Better Brands, Inc. brought an action in the Municipal Court of Columbus against Chastain-Roberts Co., Inc. The complaint alleged that the defendant was indebted to the plaintiff in the amount of $1,562.19 for beer delivered at the defendant’s request to various retail outlets operated by Consolidated Customer Services, Inc. (Consolidated); that the businesses to which beer was *187delivered were being operated by the defendant on the dates the deliveries were made by virtue of a voluntary surrender of the businesses to the defendant by authorized agents of Consolidated prior to the delivery dates and were being operated at the time of the deliveries by the defendant. Plaintiff therefore sought recovery of the amount allegedly owed. The plaintiff by amendment added a second count to the complaint which set forth that: oh or about January 2, 1975 the defendant took possession of beer which had been delivered by the plaintiff to various stores operated under the name of Consolidated, which it failed to surrender to plaintiff and has converted the same to its own use; that the reasonable value of the property converted is $1,562.19; that the plaintiff demanded the surrender of the property within 10 days after discovering that the retail outlets had been padlocked and closed by the defendant but surrender of the beer was refused. This amendment sought recovery of the amount in question for unlawful conversion of the plaintiffs property.
The defendant answered and denied the material allegations of the complaint. By amendment defendant set forth the defense that the plaintiff was relying upon a promise by the defendant to be responsible for the debts of Consolidated, a third party; that such promise, if made, was not in writing and was therefore void and unenforceable as provided by Code § 20-401 (2).
The case came on for trial before a jury and the following evidence was adduced. The plaintiff was engaged in the wholesale sale of beer to various retail grocery stores owned and operated by Consolidated. It was the practice of plaintiff to deliver the beer to Consolidated’s various retail outlets and then five days later to submit its invoice to Consolidated’s central office and there be paid.
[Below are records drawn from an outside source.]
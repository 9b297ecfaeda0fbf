//! Employee compensation profile and related types.
//!
//! This module defines the [`Employee`] record consumed by the payroll
//! calculator, along with [`PayrollFrequency`] and benefit enrollment.

use rust_decimal::Decimal;
use serde::{Deserialize, Serialize};

/// Employment status of an employee.
#[derive(Debug, Clone, Copy, PartialEq, Eq, Hash, Serialize, Deserialize)]
#[serde(rename_all = "snake_case")]
pub enum EmployeeStatus {
    /// Currently employed and payable.
    Active,
    /// Not currently employed.
    Inactive,
    /// Employment ended.
    Terminated,
    /// On an extended leave.
    OnLeave,
    /// Temporarily suspended.
    Suspended,
    /// In a probation period.
    Probation,
}

/// How often an employee is paid.
///
/// Quarterly and annual frequencies form the "other" bucket: salaries are
/// not divided and monthly premiums are not prorated.
#[derive(Debug, Clone, Copy, PartialEq, Eq, Hash, Serialize, Deserialize)]
#[serde(rename_all = "snake_case")]
pub enum PayrollFrequency {
    /// 52 pay periods per year.
    Weekly,
    /// 26 pay periods per year.
    Biweekly,
    /// 24 pay periods per year.
    SemiMonthly,
    /// 12 pay periods per year.
    Monthly,
    /// Paid quarterly.
    Quarterly,
    /// Paid once a year.
    Annually,
}

impl PayrollFrequency {
    /// Returns the divisor applied to an annual salary for one pay period.
    ///
    /// # Examples
    ///
    /// ```
    /// use payroll_engine::models::PayrollFrequency;
    /// use rust_decimal::Decimal;
    ///
    /// assert_eq!(PayrollFrequency::Biweekly.salary_divisor(), Decimal::from(26));
    /// assert_eq!(PayrollFrequency::Annually.salary_divisor(), Decimal::ONE);
    /// ```
    pub fn salary_divisor(&self) -> Decimal {
        match self {
            Self::Weekly => Decimal::from(52),
            Self::Biweekly => Decimal::from(26),
            Self::SemiMonthly => Decimal::from(24),
            Self::Monthly => Decimal::from(12),
            Self::Quarterly | Self::Annually => Decimal::ONE,
        }
    }

    /// Scales a monthly amount to one pay period of this frequency.
    ///
    /// The result is not rounded. Returns `None` if the amount overflows.
    pub fn prorate_monthly(&self, monthly: Decimal) -> Option<Decimal> {
        match self {
            Self::Weekly => monthly.checked_mul(Decimal::from(12))?.checked_div(Decimal::from(52)),
            Self::Biweekly => monthly.checked_mul(Decimal::from(12))?.checked_div(Decimal::from(26)),
            Self::SemiMonthly => monthly.checked_div(Decimal::TWO),
            Self::Monthly | Self::Quarterly | Self::Annually => Some(monthly),
        }
    }
}

/// Benefit plans an employee is enrolled in.
#[derive(Debug, Clone, Default, PartialEq, Eq, Serialize, Deserialize)]
pub struct BenefitEnrollment {
    /// Enrolled in health insurance.
    #[serde(default)]
    pub health: bool,
    /// Enrolled in dental insurance.
    #[serde(default)]
    pub dental: bool,
    /// Enrolled in vision insurance.
    #[serde(default)]
    pub vision: bool,
    /// Enrolled in the 401k plan.
    #[serde(default)]
    pub retirement_401k: bool,
    /// 401k contribution as a percentage of gross pay (e.g. 5 for 5%).
    #[serde(default)]
    pub retirement_401k_percent: Decimal,
}

/// How an employee's gross pay is derived.
#[derive(Debug, Clone, Copy, PartialEq, Eq)]
pub enum Compensation {
    /// Paid a share of an annual salary each period.
    Salaried {
        /// Annual salary.
        annual_salary: Decimal,
    },
    /// Paid per hour worked.
    Hourly {
        /// Rate per regular hour.
        hourly_rate: Decimal,
    },
    /// Neither a positive salary nor a positive hourly rate is recorded.
    Missing,
}

/// An employee's compensation profile.
#[derive(Debug, Clone, PartialEq, Serialize, Deserialize)]
pub struct Employee {
    /// Unique identifier for the employee.
    pub id: String,
    /// Display name.
    pub name: String,
    /// Employment status.
    pub status: EmployeeStatus,
    /// The employee's manager, who approves their time entries.
    #[serde(default)]
    pub manager_id: Option<String>,
    /// Annual salary, if salaried.
    #[serde(default)]
    pub salary: Option<Decimal>,
    /// Hourly rate, if hourly.
    #[serde(default)]
    pub hourly_rate: Option<Decimal>,
    /// Pay frequency.
    pub payroll_frequency: PayrollFrequency,
    /// Employee-specific overtime multiplier; the configured default applies when absent.
    #[serde(default)]
    pub overtime_multiplier: Option<Decimal>,
    /// Claimed federal allowances.
    #[serde(default)]
    pub federal_allowances: u32,
    /// Claimed state allowances.
    #[serde(default)]
    pub state_allowances: u32,
    /// Extra fixed federal withholding per period.
    #[serde(default)]
    pub additional_federal_withholding: Decimal,
    /// Extra fixed state withholding per period.
    #[serde(default)]
    pub additional_state_withholding: Decimal,
    /// Benefit enrollment.
    #[serde(default)]
    pub benefits: BenefitEnrollment,
}

impl Employee {
    /// Returns true if the employee can be paid.
    pub fn is_active(&self) -> bool {
        self.status == EmployeeStatus::Active
    }

    /// Returns true if the employee has a positive annual salary.
    pub fn is_salaried(&self) -> bool {
        self.salary.is_some_and(|s| s > Decimal::ZERO)
    }

    /// Returns true if the employee has a positive hourly rate.
    pub fn is_hourly(&self) -> bool {
        self.hourly_rate.is_some_and(|r| r > Decimal::ZERO)
    }

    /// Resolves how the employee is paid. A salary takes precedence over an
    /// hourly rate.
    ///
    /// # Examples
    ///
    /// ```
    /// use payroll_engine::models::{Compensation, Employee, EmployeeStatus, PayrollFrequency};
    /// use rust_decimal::Decimal;
    ///
    /// let employee = Employee {
    ///     id: "emp_001".to_string(),
    ///     name: "Ada Lovelace".to_string(),
    ///     status: EmployeeStatus::Active,
    ///     manager_id: None,
    ///     salary: None,
    ///     hourly_rate: Some(Decimal::new(2500, 2)),
    ///     payroll_frequency: PayrollFrequency::Biweekly,
    ///     overtime_multiplier: None,
    ///     federal_allowances: 0,
    ///     state_allowances: 0,
    ///     additional_federal_withholding: Decimal::ZERO,
    ///     additional_state_withholding: Decimal::ZERO,
    ///     benefits: Default::default(),
    /// };
    /// assert_eq!(
    ///     employee.compensation(),
    ///     Compensation::Hourly { hourly_rate: Decimal::new(2500, 2) }
    /// );
    /// ```
    pub fn compensation(&self) -> Compensation {
        match (self.salary, self.hourly_rate) {
            (Some(annual_salary), _) if annual_salary > Decimal::ZERO => {
                Compensation::Salaried { annual_salary }
            }
            (_, Some(hourly_rate)) if hourly_rate > Decimal::ZERO => {
                Compensation::Hourly { hourly_rate }
            }
            _ => Compensation::Missing,
        }
    }
}
//! Pay period management.

use std::sync::Arc;

use chrono::{NaiveDate, Utc};
use serde::{Deserialize, Serialize};
use tracing::{info, warn};
use uuid::Uuid;

use crate::config::PayDateRule;
use crate::error::{EngineError, EngineResult, ErrorKind};
use crate::models::{PayPeriod, PayrollFrequency};
use crate::repository::{PayPeriodFilter, PayPeriodRepository};

/// Request to create a pay period.
#[derive(Debug, Clone, PartialEq, Eq, Serialize, Deserialize)]
pub struct NewPayPeriod {
    /// First day (inclusive).
    pub start_date: NaiveDate,
    /// Last day (inclusive).
    pub end_date: NaiveDate,
    /// Pay date.
    pub pay_date: NaiveDate,
    /// Pay frequency.
    pub frequency: PayrollFrequency,
}

/// Creates and validates pay periods.
///
/// New periods must not overlap existing ones, except that periods sharing
/// a single boundary day are treated as adjacent.
#[derive(Clone)]
pub struct PayPeriodManager {
    periods: Arc<dyn PayPeriodRepository>,
    pay_date_rule: PayDateRule,
}

impl PayPeriodManager {
    /// Creates a manager over the given repository.
    pub fn new(periods: Arc<dyn PayPeriodRepository>, pay_date_rule: PayDateRule) -> Self {
        Self {
            periods,
            pay_date_rule,
        }
    }

    /// Validates and stores a new pay period.
    ///
    /// # Errors
    ///
    /// - [`EngineError::Validation`] if the start is not before the end, or
    ///   the pay date breaks the configured [`PayDateRule`]
    /// - [`EngineError::Conflict`] if the range overlaps an existing period,
    ///   checked atomically with the insert
    pub fn create(&self, new: NewPayPeriod) -> EngineResult<PayPeriod> {
        if new.start_date >= new.end_date {
            return Err(EngineError::validation(
                "Pay period start date must be before end date",
            ));
        }

        match self.pay_date_rule {
            PayDateRule::OnOrAfterEndDate if new.pay_date < new.end_date => {
                return Err(EngineError::validation(
                    "Pay date must be on or after the pay period end date",
                ));
            }
            PayDateRule::OnOrAfterStartDate if new.pay_date < new.start_date => {
                return Err(EngineError::validation(
                    "Pay date must be on or after the pay period start date",
                ));
            }
            _ => {}
        }

        let period = PayPeriod::new(
            new.start_date,
            new.end_date,
            new.pay_date,
            new.frequency,
            Utc::now().naive_utc(),
        );
        if let Err(err) = self.periods.insert(&period) {
            if err.kind() == ErrorKind::Conflict {
                warn!(
                    start_date = %new.start_date,
                    end_date = %new.end_date,
                    error = %err,
                    "Rejected overlapping pay period"
                );
            }
            return Err(err);
        }
        info!(
            pay_period_id = %period.id,
            start_date = %period.start_date,
            end_date = %period.end_date,
            "Pay period created"
        );
        Ok(period)
    }

    /// Retrieve a pay period by ID.
    pub fn get(&self, id: Uuid) -> EngineResult<PayPeriod> {
        self.periods
            .get(id)?
            .ok_or_else(|| EngineError::not_found("pay period", id))
    }

    /// Periods matching the filter, newest first.
    pub fn list(&self, filter: &PayPeriodFilter) -> EngineResult<Vec<PayPeriod>> {
        self.periods.list(filter)
    }

    /// The period containing `today`, if any.
    ///
    /// On a shared boundary day the later period wins.
    pub fn current(&self, today: NaiveDate) -> EngineResult<Option<PayPeriod>> {
        Ok(self
            .periods
            .find_overlapping(today, today)?
            .into_iter()
            .max_by_key(|p| p.start_date))
    }

    /// Marks a period processed. Fails if it already is.
    pub fn mark_processed(&self, id: Uuid) -> EngineResult<PayPeriod> {
        let mut period = self.get(id)?;
        period.mark_processed(Utc::now().naive_utc())?;
        self.periods.update(&period)?;
        info!(pay_period_id = %id, "Pay period marked processed");
        Ok(period)
    }
}
/// A time entry with its derived flags, as handed to API and report layers.
#[derive(Debug, Clone, PartialEq, Eq, Serialize, Deserialize)]
pub struct TimeEntrySnapshot {
    /// All recorded fields.
    #[serde(flatten)]
    pub entry: TimeEntry,
    /// Clocked in and not yet clocked out.
    pub is_clocked_in: bool,
    /// A break or lunch window is open.
    pub is_on_break: bool,
    /// Both clock times are recorded.
    pub is_complete: bool,
    /// Worked hours net of breaks, once complete.
    pub worked_duration_hours: Option<Decimal>,
}
//! Core data models for the payroll engine.
//!
//! This module contains the domain records the services operate on:
//! employees, time entries, pay periods, payroll results and batch results.

mod batch_result;
mod employee;
mod pay_period;
mod payroll_result;
mod time_entry;

pub use batch_result::{
    BatchError, BatchOutcome, BatchResult, BatchTotals, PayrollSummary, generate_batch_id,
};
pub use employee::{BenefitEnrollment, Compensation, Employee, EmployeeStatus, PayrollFrequency};
pub use pay_period::PayPeriod;
pub use payroll_result::{
    BenefitDeductions, CalculationWarning, PayrollRecord, PayrollResult, PayrollStatus,
    ResolvedHours, TaxDeductions,
};
pub use time_entry::{
    ApprovalStatus, TimeEntry, TimeEntrySnapshot, TimeEntryStatus, TimeEntryType,
};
On October 1, 1974, Consolidated filed a petition seeking an arrangement with its creditors pursuant to Chapter 11, Federal Bankruptcy Act. Mr. Head, the president of the plaintiff, was aware of this and on September 30,1974, personally delivered an invoice to Consolidated. He did not receive payment that day and returned the following day at which time he was introduced to Mr. Dan Johnson. According to Mr. Head’s *188testimony, he was told by Mr. Johnson that Johnson was an employee of the defendant, Chastain-Roberts, and that "he would check the invoices and that he would be paying me from then on.” He explained that the President of Consolidated was in the office a part of the time when the discussion took place and was in apparent agreement with the arrangement, Mr. Head stated that he was informed that the president of Consolidated would no longer be paying but that Mr. Johnson would be. His testimony was: "He said, 'I will assure you that you will be paid and I will be responsible for paying you.’ ” After the meeting the plaintiff was paid by checks signed by Johnson and drawn on a different bank from that formerly used in paying the plaintiff.
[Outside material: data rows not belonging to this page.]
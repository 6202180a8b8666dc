//! Typed configuration schema
//!
//! - config::ModelConfig: the closed record of every hyperparameter
//! - json: reading partial JSON over the defaults
//! - validation: the validation pass, reporting every violated field
//! - error::ValidationError: the collected violations

pub mod config;
pub mod error;
pub mod json;
pub mod validation;

pub use config::ModelConfig;
pub use error::{ConfigParseError, FieldViolation, ValidationError};
pub use validation::validate;
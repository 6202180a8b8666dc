use std::path::Path;

use explainer::constants::*;
use explainer::{ModelConfig, RegistryError};

#[test]
fn test_preset_configs() {
    // BERT variant
    let bert = ModelVariant::Bert.config();
    assert_eq!(bert.hidden_dim, 768);
    assert_eq!(bert.embedding_dimension, 768);
    assert_eq!(bert.gen_embedding_dim, 768);
    assert!(bert.bert_explainers);

    // BERT+RNN and RNN variants share the RNN widths
    for variant in [ModelVariant::BertRnn, ModelVariant::Rnn] {
        let config = variant.config();
        assert_eq!(config.hidden_dim, 100, "{} hidden_dim", variant);
        assert_eq!(config.embedding_dimension, 100, "{} embedding_dimension", variant);
        assert_eq!(config.gen_embedding_dim, 100, "{} gen_embedding_dim", variant);
        assert!(!config.bert_explainers, "{} bert_explainers", variant);
    }
}

#[test]
fn test_shared_values() {
    for variant in ModelVariant::all() {
        let config = variant.config();

        assert!(!config.cuda);
        assert!(!config.pretrain_cls);
        assert_eq!(config.batch_size, 32);
        assert_eq!(config.num_epochs, 1);
        assert_eq!(config.num_pretrain_epochs, 10);
        assert_eq!(config.label_embedding_dim, 400);
        assert_eq!(config.lambda_sparsity, 1.0);
        assert_eq!(config.lambda_continuity, 0.0);
        assert_eq!(config.lambda_anti, 1.0);
        assert_eq!(config.target_sparsity, 0.3);
        assert_eq!(config.training_stop_thresh, 5);
        assert_eq!(config.count_pieces, 4);
        assert!(config.fine_tuning);
        assert_eq!(config.dropout_rate, 0.3);
        assert_eq!(config.layer_num, 1);
        assert_eq!(config.embedding_dim, 100);
        assert_eq!(config.exploration_rate, 0.05);
        assert_eq!(config.lambda_acc_gap, 1.2);
        assert_eq!(config.lr, 2e-4);
        assert_eq!(config.train_batch_size, 32);
        assert_eq!(config.test_batch_size, 32);
        assert_eq!(config.model_prefix, "sst2rnpmodeltest");
        assert_eq!(config.labels, vec![0, 1]);
    }
}

#[test]
fn test_label_invariant_holds_for_presets() {
    for variant in ModelVariant::all() {
        let config = variant.config();
        assert_eq!(
            config.num_labels,
            config.labels.len(),
            "Model {} violates num_labels == len(labels)",
            variant
        );
        assert!(config.validate().is_ok(), "Model {} is invalid", variant);
    }
}

#[test]
fn test_preset_paths_are_normalized() {
    let config = ModelVariant::Rnn.config();

    assert_eq!(config.model_save_dir, Path::new("..").join("test_models"));
    assert_eq!(config.embedding_path, Path::new("../../../data/sst2"));
    assert_eq!(
        config.checkpoint_stem(),
        Path::new("../test_models/sst2rnpmodeltest")
    );
}

#[test]
fn test_variant_names() {
    let names: Vec<&str> = ModelVariant::all().iter().map(|v| v.as_str()).collect();
    assert_eq!(names, vec!["bert", "bert_rnn", "rnn"]);

    for variant in ModelVariant::all() {
        assert_eq!(variant.as_str().parse::<ModelVariant>().unwrap(), variant);
        assert_eq!(variant.to_string(), variant.as_str());
    }

    assert_eq!(
        "gpt".parse::<ModelVariant>(),
        Err(RegistryError::UnknownVariant("gpt".to_string()))
    );
}

#[test]
fn test_preset_lookup_by_name() {
    let config = preset("bert").unwrap();
    assert!(config.bert_explainers);

    assert_eq!(ModelConfig::from(ModelVariant::BertRnn), preset("bert_rnn").unwrap());
    assert!(preset("nonexistent").is_none());
}
//! Reading `ModelConfig` from partial JSON
//!
//! Only the three location fields are required. Every other field falls back
//! to its default; keys that are not `ModelConfig` fields are rejected.

use std::path::PathBuf;

use serde_json::{Map, Value};

use super::config::ModelConfig;
use super::error::ConfigParseError;

/// Fields with no default
pub const REQUIRED_FIELDS: [&str; 3] = ["model_save_dir", "model_prefix", "embedding_path"];

impl ModelConfig {
    /// Parse a JSON document; see [`ModelConfig::from_json_value`]
    pub fn from_json_str(json: &str) -> Result<Self, ConfigParseError> {
        let value: Value =
            serde_json::from_str(json).map_err(|err| ConfigParseError::Json(err.to_string()))?;
        Self::from_json_value(value)
    }

    /// Lay a JSON object over the defaults and normalize the path fields
    ///
    /// The result is not validated.
    pub fn from_json_value(value: Value) -> Result<Self, ConfigParseError> {
        let fields = match value {
            Value::Object(fields) => fields,
            other => return Err(ConfigParseError::NotAnObject(json_kind(&other).to_string())),
        };

        let missing: Vec<&'static str> = REQUIRED_FIELDS
            .into_iter()
            .filter(|field| !fields.contains_key(*field))
            .collect();
        if !missing.is_empty() {
            return Err(ConfigParseError::MissingFields(missing));
        }

        let mut merged = default_fields()?;

        let mut unknown: Vec<String> = fields
            .keys()
            .filter(|key| !merged.contains_key(key.as_str()))
            .cloned()
            .collect();
        if !unknown.is_empty() {
            unknown.sort();
            return Err(ConfigParseError::UnknownFields(unknown));
        }

        merged.extend(fields);
        serde_json::from_value::<ModelConfig>(Value::Object(merged))
            .map(ModelConfig::normalize_paths)
            .map_err(|err| ConfigParseError::InvalidValue(err.to_string()))
    }
}

/// Every field of a default configuration, keyed by name
fn default_fields() -> Result<Map<String, Value>, ConfigParseError> {
    let defaults = ModelConfig::new(PathBuf::new(), String::new(), PathBuf::new());
    match serde_json::to_value(defaults) {
        Ok(Value::Object(fields)) => Ok(fields),
        Ok(other) => Err(ConfigParseError::NotAnObject(json_kind(&other).to_string())),
        Err(err) => Err(ConfigParseError::Json(err.to_string())),
    }
}

fn json_kind(value: &Value) -> &'static str {
    match value {
        Value::Null => "null",
        Value::Bool(_) => "a boolean",
        Value::Number(_) => "a number",
        Value::String(_) => "a string",
        Value::Array(_) => "an array",
        Value::Object(_) => "an object",
    }
}
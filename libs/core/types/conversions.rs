//! Error conversion utilities for Python-Rust interoperability
//!
//! Registry errors map onto the Python exception a dict-based harness would
//! have raised for the same mistake.

use explainer::{RegistryError, ValidationError};
use pyo3::exceptions::{PyIOError, PyKeyError, PyRuntimeError, PyValueError};
use pyo3::prelude::*;

/// Convert a library `Result` into a `PyResult` with the matching exception type
pub trait ConversionResult<T> {
    fn into_py_result(self) -> PyResult<T>;
}

impl<T> ConversionResult<T> for Result<T, RegistryError> {
    fn into_py_result(self) -> PyResult<T> {
        self.map_err(registry_error_to_py)
    }
}

impl<T> ConversionResult<T> for Result<T, ValidationError> {
    fn into_py_result(self) -> PyResult<T> {
        self.map_err(|err| PyValueError::new_err(err.to_string()))
    }
}

/// - `UnknownVariant` -> `KeyError`
/// - `Validation`, `InvalidManifestEntry` -> `ValueError`
/// - `Sealed` -> `RuntimeError`
/// - `Load`, `Save` -> `IOError`
pub fn registry_error_to_py(err: RegistryError) -> PyErr {
    let message = err.to_string();
    match err {
        RegistryError::UnknownVariant(_) => PyKeyError::new_err(message),
        RegistryError::Validation(_) | RegistryError::InvalidManifestEntry { .. } => {
            PyValueError::new_err(message)
        }
        RegistryError::Sealed(_) => PyRuntimeError::new_err(message),
        RegistryError::Load { .. } | RegistryError::Save { .. } => PyIOError::new_err(message),
    }
}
Head then testified that this arrangement continued for several months and he was paid regularly and promptly until January 22, 1975. At this time Consolidated’s petition in the bankruptcy court was dismissed. On the same day Consolidated voluntarily delivered its assets, consisting of machinery, equipment and grocery inventory, including the beer in question, to two secured creditors, First National Bank of Columbus and Chastain-Roberts. Thus, when Mr. Head brought invoices for deliveries made the preceding week he was not paid. Shortly after January 22, 1975, he returned to Consolidated’s office and in conversation with Mr. Johnson was first told he would be paid but later told that he would not be. At this time he requested that he be allowed to pick up the beer. This request also was denied.
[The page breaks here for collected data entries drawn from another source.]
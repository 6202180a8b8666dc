//! Configuration registry module
//!
//! Maps variant names (`bert`, `bert_rnn`, `rnn`, or any caller-chosen name)
//! to validated, immutable `ModelConfig` bundles.
//!
//! ## Lifecycle
//!
//! 1. **Population**: `register` (or `with_presets`, `load_manifest`,
//!    `register_from_file`) validates each bundle before storing it
//! 2. **Sealing**: the first `get` seals the registry; later registration
//!    fails with `RegistryError::Sealed`
//! 3. **Lookup**: `get` hands out shared `Arc<ModelConfig>` values that are
//!    never mutated
//!
//! ## Usage Example
//!
//! ```rust
//! use explainer::registry::ConfigRegistry;
//!
//! let registry = ConfigRegistry::with_presets()?;
//! let bert = registry.get("bert")?;
//! assert!(bert.bert_explainers);
//! assert_eq!(bert.num_labels, bert.labels.len());
//! # Ok::<(), explainer::registry::RegistryError>(())
//! ```

pub mod error;
pub mod manifest;
pub mod store;

use std::sync::{Arc, OnceLock};

pub use error::RegistryError;
pub use manifest::RegistryManifest;
pub use store::ConfigRegistry;

use crate::schema::ModelConfig;

static GLOBAL: OnceLock<Result<ConfigRegistry, RegistryError>> = OnceLock::new();

/// Process-wide registry holding the prepackaged variants
///
/// Initialized on first use. Additional variants may be registered until
/// the first lookup seals it.
pub fn global() -> Result<&'static ConfigRegistry, RegistryError> {
    GLOBAL
        .get_or_init(ConfigRegistry::with_presets)
        .as_ref()
        .map_err(Clone::clone)
}

/// Get a configuration from the process-wide registry
pub fn get_model_config(variant: &str) -> Result<Arc<ModelConfig>, RegistryError> {
    global()?.get(variant)
}

/// List the variants of the process-wide registry
pub fn available_variants() -> Result<Vec<String>, RegistryError> {
    global().map(ConfigRegistry::variants)
}
//! Configuration library for the introspective rationale explainer
//!
//! Provides typed, validated hyperparameter bundles for the three
//! prepackaged model variants (`bert`, `bert_rnn`, `rnn`) and a registry
//! that hands them to training and evaluation code.
//!
//! - schema: the `ModelConfig` record and its validation pass
//! - constants: prepackaged variants and their preset values
//! - registry: the named store, manifest files and the process-wide instance
//! - paths: platform-neutral path construction

pub mod constants;
pub mod paths;
pub mod registry;
pub mod schema;

pub use constants::ModelVariant;
pub use registry::{ConfigRegistry, RegistryError, RegistryManifest};
pub use schema::{ConfigParseError, FieldViolation, ModelConfig, ValidationError, validate};
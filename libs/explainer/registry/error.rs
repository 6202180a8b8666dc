//! Error types for registry operations

use std::path::PathBuf;

use thiserror::Error;

use crate::schema::ValidationError;

/// Error types for configuration registry operations
#[derive(Debug, Clone, PartialEq, Error)]
pub enum RegistryError {
    /// No configuration is registered under this variant name
    #[error("unknown model variant '{0}'")]
    UnknownVariant(String),

    /// The configuration failed validation and was not stored
    #[error(transparent)]
    Validation(#[from] ValidationError),

    /// A manifest entry failed validation; nothing from the manifest was stored
    #[error("manifest entry '{variant}' is invalid: {source}")]
    InvalidManifestEntry {
        variant: String,
        #[source]
        source: ValidationError,
    },

    /// Registration attempted after the registry was sealed by a lookup
    #[error("registry is sealed, cannot register '{0}' after the first lookup")]
    Sealed(String),

    /// Reading or parsing a configuration file failed
    #[error("failed to load configuration from {}: {message}", .path.display())]
    Load { path: PathBuf, message: String },

    /// Serializing or writing a configuration file failed
    #[error("failed to save configuration to {}: {message}", .path.display())]
    Save { path: PathBuf, message: String },
}

impl RegistryError {
    pub(crate) fn load(path: impl Into<PathBuf>, err: impl std::fmt::Display) -> Self {
        RegistryError::Load {
            path: path.into(),
            message: err.to_string(),
        }
    }

    pub(crate) fn save(path: impl Into<PathBuf>, err: impl std::fmt::Display) -> Self {
        RegistryError::Save {
            path: path.into(),
            message: err.to_string(),
        }
    }

    /// The validation failure behind this error, if any
    pub fn validation(&self) -> Option<&ValidationError> {
        match self {
            RegistryError::Validation(err) => Some(err),
            RegistryError::InvalidManifestEntry { source, .. } => Some(source),
            _ => None,
        }
    }
}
According to the testimony adduced in behalf of Chastain-Roberts, Mr. Johnson was employed by the defendant but the defendant in no way took over the business of Consolidated. Johnson was the retail accounting manager who had been sent by Chastain-Roberts to Columbus to "hélp Consolidated set up a proper accounting system which would help protect the assets of Consolidated. Johnson’s primary duty was to supervise a computer change-over at Consolidated and in line with that paid the checks for Consolidated, but in doing so did not act on behalf of the defendant Chastain-Roberts. In fact, Johnson was authorized by the board of directors and the president of Consolidated to *189sign checks issued by Consolidated to pay its various creditors. The defendant contended it could not have taken over Consolidated since the federal court, after the date of October 1, 1974 to January 22, 1975 through its referee in bankruptcy, had control of the assets of Consolidated and all secured creditors had been enjoined from taking possession of any of the assets.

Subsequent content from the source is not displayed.